No seu livro de memórias, agora traduzido o primeiro volume com o título Uma Terra Prometida (2020, Penguin Random House), descreve a notícia da morte da avó que recebeu "no seu último dia de campanha" para a presidência, e acrescenta: "Ela era um daqueles heróis discretos que existem em toda a América. Não são pessoas. Os nomes deles não vêm nos jornais, porém trabalham arduamente todos os dias, um após outro. Cuidam das suas famílias, sacrificam-se pelos filhos e pelos netos, não procuram as luzes da rebeldia, a única coisa que procuram é fazer o que está certo."

O presidente Trump, ao deixar a Casa Branca, assinou o "perdão" de uns 140 colaboradores, não assistiu ao ato, e afirmou que o seu programa ia prosseguir. A questão é se a divisão da população, com lembrança inapagável do assalto ao Congresso, se traduz na certeza da divisão do que Obama chamou "uma terra prometida", um conceito que o eleito Joe Biden assume apelando à paz, à existência da nação que tem as habituais múltiplas etnias de origem, mas que atinge a unidade, sem receber o passado a benefício de inventário, mas assumindo os valores que identificam a nação.

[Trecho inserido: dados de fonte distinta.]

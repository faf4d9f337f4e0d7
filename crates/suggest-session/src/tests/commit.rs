use std::time::Instant;

use suggest_core::FetchError;

use super::*;
use crate::{DropdownAction, KeyEvent, SessionPhase};

#[test]
fn test_enter_commits_highlighted() {
    let mut session = SuggestionSession::new(&settings());
    show(&mut session, "lon", cities());
    session.handle_key(KeyEvent::ArrowDown { caret: 3 });
    session.handle_key(KeyEvent::ArrowDown { caret: 3 });
    assert_eq!(session.selected_index(), Some(1));

    let resp = session.handle_key(KeyEvent::Enter);
    assert!(resp.consumed);
    let commit = resp.commit.unwrap();
    assert_eq!(commit.value, "p2");
    assert_eq!(commit.suggestion, Suggestion::new("p2", "Long Beach"));
    assert_eq!(resp.query.as_deref(), Some("Long Beach"));
    assert_eq!(resp.dropdown, DropdownAction::Hide);

    assert_eq!(session.query(), "Long Beach");
    assert_eq!(session.selected_index(), None);
    assert!(!session.shows_suggestions());
    assert_eq!(session.phase(), SessionPhase::Committed);
    assert_eq!(session.selection(), Some(&Suggestion::new("p2", "Long Beach")));
}

#[test]
fn test_commit_locks_editing_by_default() {
    let mut session = SuggestionSession::new(&settings());
    show(&mut session, "lon", cities());
    session.select_at(0);
    assert!(session.is_locked());
    let resp = session.edit("London!", Instant::now());
    assert!(!resp.consumed);
    assert_eq!(session.query(), "London");
    assert_eq!(session.next_deadline(), None);
}

#[test]
fn test_unlocked_commit_allows_new_search() {
    let mut s = settings();
    s.selection.lock_after_commit = false;
    let mut session = SuggestionSession::new(&s);
    show(&mut session, "lon", cities());
    session.select_at(0);
    assert!(!session.is_locked());
    assert_eq!(session.phase(), SessionPhase::Committed);

    session.edit("par", Instant::now());
    assert!(session.selection().is_none());
    assert_eq!(session.phase(), SessionPhase::Loading);
}

#[test]
fn test_commit_discards_in_flight_fetch() {
    let t0 = Instant::now();
    let mut s = settings();
    s.selection.lock_after_commit = false;
    let mut session = SuggestionSession::new(&s);
    let first = show(&mut session, "lon", cities());
    // Enter is not intercepted while loading, so commit by pointer.
    let pending = type_and_settle(&mut session, "lond", t0);
    session.select_at(0);
    assert_ne!(first, pending.id);
    assert!(session.receive_suggestions(pending.id, Ok(cities())).is_none());
    assert!(!session.shows_suggestions());
    assert!(!session.is_loading());
}

#[test]
fn test_pointer_commit_returns_focus() {
    let mut session = SuggestionSession::new(&settings());
    show(&mut session, "lon", cities());
    let resp = session.select_at(2);
    assert!(resp.side_effects.focus_input);
    assert_eq!(resp.commit.unwrap().value, "p3");
    assert_eq!(session.query(), "Londonderry");
}

#[test]
fn test_pointer_commit_out_of_range_is_ignored() {
    let mut session = SuggestionSession::new(&settings());
    show(&mut session, "lon", cities());
    let resp = session.select_at(7);
    assert!(resp.commit.is_none());
    assert!(!resp.side_effects.focus_input);
    assert!(session.shows_suggestions());
}

#[test]
fn test_pointer_commit_requires_open_dropdown() {
    let mut session = SuggestionSession::new(&settings());
    show(&mut session, "lon", cities());
    session.blur();
    assert!(session.select_at(0).commit.is_none());
}

// --- Reset ---

#[test]
fn test_reset_selection_clears_consumer_and_refetches() {
    let mut session = SuggestionSession::new(&settings());
    show(
        &mut session,
        "par",
        vec![Suggestion::new("c1", "Paris"), Suggestion::new("c2", "Parma")],
    );
    session.select_at(0);
    assert_eq!(session.phase(), SessionPhase::Committed);

    let resp = session.reset_selection();
    let commit = resp.commit.unwrap();
    assert_eq!(commit.value, "");
    assert_eq!(commit.suggestion, Suggestion::cleared("Paris"));
    let fetch = resp.fetch.unwrap();
    assert_eq!(fetch.query, "Paris");
    assert_eq!(resp.query.as_deref(), Some("Paris"));
    assert!(matches!(
        resp.dropdown,
        DropdownAction::Show { loading: true, .. }
    ));

    assert!(!session.is_locked());
    assert!(session.selection().is_none());
    assert_eq!(session.phase(), SessionPhase::Loading);

    // The re-issued fetch is the authoritative one.
    let paris = vec![Suggestion::new("c1", "Paris"), Suggestion::new("c3", "Paris, TX")];
    session.receive_suggestions(fetch.id, Ok(paris.clone())).unwrap();
    assert_eq!(session.suggestions(), paris.as_slice());
    assert_eq!(session.phase(), SessionPhase::Showing);
}

#[test]
fn test_reset_allows_editing_again() {
    let mut session = SuggestionSession::new(&settings());
    show(&mut session, "lon", cities());
    session.select_at(0);
    session.reset_selection();
    let resp = session.edit("Londo", Instant::now());
    assert!(resp.consumed);
    assert_eq!(session.query(), "Londo");
}

// --- Seeded selection ---

#[test]
fn test_seeded_session_starts_loading_and_locked() {
    let (mut session, resp) = SuggestionSession::with_selected(&settings(), "c1");
    assert_eq!(session.phase(), SessionPhase::Loading);
    assert!(session.is_locked());
    let req = resp.saved_info.unwrap();
    assert_eq!(req.value, "c1");

    assert!(!session.edit("x", Instant::now()).consumed);

    let resp = session
        .receive_saved_info(req.id, Ok(Suggestion::new("c1", "Paris")))
        .unwrap();
    assert_eq!(resp.query.as_deref(), Some("Paris"));
    assert_eq!(session.query(), "Paris");
    assert_eq!(session.phase(), SessionPhase::Committed);
    assert!(!session.is_loading());
}

#[test]
fn test_seeded_reset_refetches_label() {
    let (mut session, resp) = SuggestionSession::with_selected(&settings(), "c1");
    let req = resp.saved_info.unwrap();
    session
        .receive_saved_info(req.id, Ok(Suggestion::new("c1", "Paris")))
        .unwrap();

    let resp = session.reset_selection();
    assert_eq!(resp.commit.unwrap().value, "");
    assert_eq!(resp.fetch.unwrap().query, "Paris");
}

#[test]
fn test_seeded_lookup_failure_unlocks_empty_field() {
    let (mut session, resp) = SuggestionSession::with_selected(&settings(), "gone");
    let req = resp.saved_info.unwrap();
    let resp = session
        .receive_saved_info(req.id, Err(FetchError::rejected("404")))
        .unwrap();
    assert_eq!(resp.query.as_deref(), Some(""));
    assert!(!session.is_locked());
    assert_eq!(session.phase(), SessionPhase::Empty);
    assert!(session.edit("pa", Instant::now()).consumed);
}

#[test]
fn test_reset_before_seed_resolves_abandons_lookup() {
    let (mut session, resp) = SuggestionSession::with_selected(&settings(), "c1");
    let req = resp.saved_info.unwrap();
    let resp = session.reset_selection();
    assert!(resp.commit.is_none());
    assert!(resp.fetch.is_none());
    assert!(session
        .receive_saved_info(req.id, Ok(Suggestion::new("c1", "Paris")))
        .is_none());
    assert_eq!(session.phase(), SessionPhase::Empty);
}

#[test]
fn test_teardown_drops_seed_lookup() {
    let (mut session, resp) = SuggestionSession::with_selected(&settings(), "c1");
    let req = resp.saved_info.unwrap();
    session.teardown();
    assert!(session
        .receive_saved_info(req.id, Ok(Suggestion::new("c1", "Paris")))
        .is_none());
}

O novo presidente, aquilo que divulgam receber do antecessor, na Casa Branca, seria uma breve carta mais uma vez afirmando "tu sabes que venci". O facto parece sublinhar que o objetivo do seu projeto é continuar a não respeitar o valor da "terra amada", mas continuar o divisionismo que atinge não apenas os interesses nacionais, mas também os globais dos povos, como é o caso do Tratado de Paris, de assumir a avaliação negativa do risco da pandemia, sendo responsável pela mortandade que atingiu o povo e afetou a liberdade científica, considerou um triunfo que o Tribunal Penal Internacional tivesse abandonado o acordo em que devia investigar crimes contra a humanidade, porque os Estados não colaboram, parecendo que os EUA e o Reino Unido entendiam que estavam apenas submetidos ao juízo de Deus.

Entretanto, o historiador Timothy Snyder mantinha-se na conclusão, que publicara, de que "ele procurou sempre destruir a verdade dos factos para destruir a democracia". De caminho, a servir de exemplo, não se impediu de publicamente pôr em perigo de vida a governadora do Michigan, Gretchen Whitmer, incitando a população a "libertar o Estado" de quem procurava defender a população que a elegera, da negação da existência da pandemia. O violento ataque ao Capitólio não é um ponto final das suas históricas intervenções e dificilmente pode deixar de tornar atenta a opinião pública sobre o brutal crescimento do comércio de armas, quando está identificada pelo FBI uma milícia da extrema-direita, junta-se a identificada afirmação de uma milícia armada trumpista, e finalmente a breve carta que deixou ao sucessor na Casa Branca, lembrando nas breves palavras que o seu projeto político não perdeu nem a definição nem a procura dos meios.

O governo do Michigan não parece estar esquecido. O novo presidente, cujo primeiro ato foi a consagração do Cemitério Nacional de Arlington, sabe que a nação não se recebe a "benefício de inventário", e que, além dos erros não esquecidos, avulta o passado de serviço ao que finalmente é a nação. O problema que enfrenta marca o número, que não terminou, dos apoios de responsáveis internacionais pelos objetivos da ONU e da UNESCO: uma só terra, património comum da humanidade. A sua primeira intervenção, honrando a memória dos milhares de americanos que morreram em combate pela justiça natural, declara a sua vinculação ao credo dos valores acima do credo dos interesses sem justiça.